Abstract

Summary Background Difficult mask ventilation (DMV) leading to oxygen and ventilation failure can cause complications and fatal consequences in airway management, but has rarely been studied as a primary outcome in the emergency department (ED). This study aimed to determine the incidence and predictors of DMV in the ED. Methods A specially designed form recording potential risk factors for DMV was designed and subsequently completed by a research nurse and physicians who had performed the procedure for all mask ventilation attempts over a one-year period in the ED of a large hospital in Taipei, Taiwan. Univariate associations between patient characteristics and DMV were measured, and a risk assessment scale was created according to the independent risk factors for DMV ascertained by adjusted regression models. Results One hundred ten mask ventilation attempts were recorded during the study period.

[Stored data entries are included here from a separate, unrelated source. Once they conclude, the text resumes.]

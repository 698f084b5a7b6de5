use crate::config::LedgerConfig;
use crate::content_store::ContentIdentifier;
use crate::contract::{decode_string_return, ContractDescriptor, ANCHOR_FUNCTION};
use crate::error::{HashpinError, Result};
use crate::wallet::{TransactionHandle, TransactionRequest, WalletContext};
use std::sync::Arc;
use std::time::Duration;

/// Drives the anchor write against the deployed contract through an injected
/// wallet execution context.
pub struct LedgerClient {
    wallet: Option<Arc<dyn WalletContext>>,
    descriptor: Arc<ContractDescriptor>,
    config: LedgerConfig,
}

impl LedgerClient {
    pub fn new(
        wallet: Option<Arc<dyn WalletContext>>,
        descriptor: Arc<ContractDescriptor>,
        config: LedgerConfig,
    ) -> Self {
        Self {
            wallet,
            descriptor,
            config,
        }
    }

    pub fn descriptor(&self) -> &ContractDescriptor {
        &self.descriptor
    }

    fn wallet(&self) -> Result<&Arc<dyn WalletContext>> {
        self.wallet.as_ref().ok_or_else(|| {
            HashpinError::WalletUnavailable(
                "no wallet execution context is attached".to_string(),
            )
        })
    }

    /// Authorization + submission half of the anchor write: require a wallet,
    /// request account authorization, bind `storeHash(identifier)` with the
    /// fixed gas ceiling, and submit.
    pub async fn submit_anchor(&self, identifier: &ContentIdentifier) -> Result<TransactionHandle> {
        let wallet = self.wallet()?;

        let accounts = wallet.request_accounts().await?;
        let from = accounts.into_iter().next().ok_or_else(|| {
            HashpinError::WalletUnavailable("wallet returned no authorized accounts".to_string())
        })?;

        let data = self
            .descriptor
            .encode_call_string(ANCHOR_FUNCTION, identifier.as_str())?;
        let request = TransactionRequest {
            from,
            to: self.descriptor.address.clone(),
            data,
            gas_limit: self.config.gas_limit,
        };

        let handle = wallet.submit(request).await?;
        tracing::info!(
            "Submitted anchor for {} as transaction {}",
            identifier,
            handle.tx_hash
        );
        Ok(handle)
    }

    /// Blocks until the submitted write is final. The wait is unbounded
    /// unless a confirmation timeout is configured.
    pub async fn await_finality(&self, handle: &TransactionHandle) -> Result<()> {
        let wallet = self.wallet()?;
        let wait = wallet.await_confirmation(handle, self.config.confirmations);
        match self.config.confirmation_timeout_secs {
            Some(secs) => tokio::time::timeout(Duration::from_secs(secs), wait)
                .await
                .map_err(|_| {
                    HashpinError::Transaction(format!(
                        "confirmation of {} timed out after {}s",
                        handle.tx_hash, secs
                    ))
                })?,
            None => wait.await,
        }
    }

    /// Full anchor write: submit, then wait for finality.
    pub async fn anchor(&self, identifier: &ContentIdentifier) -> Result<TransactionHandle> {
        let handle = self.submit_anchor(identifier).await?;
        self.await_finality(&handle).await?;
        Ok(handle)
    }

    /// Reads the currently anchored hash via the contract's `getHash` view.
    /// Not part of the anchor workflow; exposed for external inspection.
    pub async fn current_hash(&self) -> Result<String> {
        let wallet = self.wallet()?;
        let data = self.descriptor.encode_view_call("getHash")?;
        let raw = wallet.call(&self.descriptor.address, data).await?;
        decode_string_return(&raw)
    }
}

#[cfg(test)]
mod tests {
    use super::*;
    use async_trait::async_trait;
    use std::sync::atomic::{AtomicUsize, Ordering};
    use std::sync::Mutex;

    const CONTRACT: &str = "0x648b26Ce4136Ea096e20f433FA31Cd357AeD392D";

    fn ledger_config() -> LedgerConfig {
        LedgerConfig {
            rpc_url: None,
            contract_address: CONTRACT.to_string(),
            gas_limit: 300_000,
            confirmations: 1,
            confirmation_timeout_secs: None,
            receipt_poll_interval_ms: 10,
        }
    }

    #[derive(Default)]
    struct StubWallet {
        reject_authorization: bool,
        hang_confirmation: bool,
        authorize_calls: AtomicUsize,
        submitted: Mutex<Vec<TransactionRequest>>,
        call_result: Mutex<Vec<u8>>,
    }

    #[async_trait]
    impl WalletContext for StubWallet {
        async fn request_accounts(&self) -> Result<Vec<String>> {
            self.authorize_calls.fetch_add(1, Ordering::SeqCst);
            if self.reject_authorization {
                return Err(HashpinError::UserRejected(
                    "user declined authorization".to_string(),
                ));
            }
            Ok(vec!["0xabc0000000000000000000000000000000000001".to_string()])
        }

        async fn submit(&self, request: TransactionRequest) -> Result<TransactionHandle> {
            self.submitted.lock().unwrap().push(request);
            Ok(TransactionHandle {
                tx_hash: "0xdeadbeef".to_string(),
            })
        }

        async fn await_confirmation(
            &self,
            _handle: &TransactionHandle,
            _confirmations: u64,
        ) -> Result<()> {
            if self.hang_confirmation {
                std::future::pending::<()>().await;
            }
            Ok(())
        }

        async fn call(&self, _to: &str, _data: Vec<u8>) -> Result<Vec<u8>> {
            Ok(self.call_result.lock().unwrap().clone())
        }
    }

    fn client_with(wallet: Option<Arc<dyn WalletContext>>, config: LedgerConfig) -> LedgerClient {
        let descriptor = Arc::new(ContractDescriptor::builtin(CONTRACT).unwrap());
        LedgerClient::new(wallet, descriptor, config)
    }

    #[tokio::test]
    async fn missing_wallet_fails_before_authorization() {
        let client = client_with(None, ledger_config());
        let err = client
            .anchor(&ContentIdentifier::new("Qm123abc"))
            .await
            .unwrap_err();
        assert!(matches!(err, HashpinError::WalletUnavailable(_)));
    }

    #[tokio::test]
    async fn anchor_binds_store_hash_with_gas_ceiling() {
        let wallet = Arc::new(StubWallet::default());
        let client = client_with(Some(wallet.clone()), ledger_config());

        let identifier = ContentIdentifier::new("Qm123abc");
        client.anchor(&identifier).await.unwrap();

        let submitted = wallet.submitted.lock().unwrap();
        assert_eq!(submitted.len(), 1);
        let request = &submitted[0];
        assert_eq!(request.to, CONTRACT);
        assert_eq!(request.gas_limit, 300_000);

        let expected = ContractDescriptor::builtin(CONTRACT)
            .unwrap()
            .encode_call_string(ANCHOR_FUNCTION, "Qm123abc")
            .unwrap();
        assert_eq!(request.data, expected);
    }

    #[tokio::test]
    async fn rejected_authorization_never_submits() {
        let wallet = Arc::new(StubWallet {
            reject_authorization: true,
            ..StubWallet::default()
        });
        let client = client_with(Some(wallet.clone()), ledger_config());

        let err = client
            .submit_anchor(&ContentIdentifier::new("QmXYZ"))
            .await
            .unwrap_err();
        assert!(matches!(err, HashpinError::UserRejected(_)));
        assert_eq!(wallet.authorize_calls.load(Ordering::SeqCst), 1);
        assert!(wallet.submitted.lock().unwrap().is_empty());
    }

    #[tokio::test]
    async fn current_hash_decodes_the_view_result() {
        let anchored = "QmYwAPJzv5CZsnA625s3Xf2nemtYgPpHdWEz79ojWnPbdG";
        let mut encoded = Vec::new();
        let mut word = [0u8; 32];
        word[31] = 32;
        encoded.extend_from_slice(&word);
        word = [0u8; 32];
        word[31] = anchored.len() as u8;
        encoded.extend_from_slice(&word);
        encoded.extend_from_slice(anchored.as_bytes());
        encoded.extend(std::iter::repeat(0u8).take((32 - anchored.len() % 32) % 32));

        let wallet = Arc::new(StubWallet::default());
        *wallet.call_result.lock().unwrap() = encoded;
        let client = client_with(Some(wallet), ledger_config());

        assert_eq!(client.current_hash().await.unwrap(), anchored);
    }

    #[tokio::test]
    async fn configured_timeout_converts_to_transaction_error() {
        let wallet = Arc::new(StubWallet {
            hang_confirmation: true,
            ..StubWallet::default()
        });
        let config = LedgerConfig {
            confirmation_timeout_secs: Some(0),
            ..ledger_config()
        };
        let client = client_with(Some(wallet), config);

        let err = client
            .anchor(&ContentIdentifier::new("Qm123abc"))
            .await
            .unwrap_err();
        assert!(matches!(err, HashpinError::Transaction(_)));
    }
}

DMV occurred frequently in the ED (45.9% of mask ventilation attempts). Significantly elevated rates of DMV were observed in patients aged 65 years or older those lacking teeth, with sunken cheeks, a double chin or a thick short neck. In adjusted analyses, three easily recognizable predictors, namely lack of teeth, sunken cheeks, and a double chin were found to be independent risk factors for DMV, and accordingly a risk assessment scale- LSD method was made. Conclusion DMV is a frequent challenge in EDs. An easy-to-use LSD risk scale is created for clinicians to rapidly identify and appropriately manage the risk patients of DMV.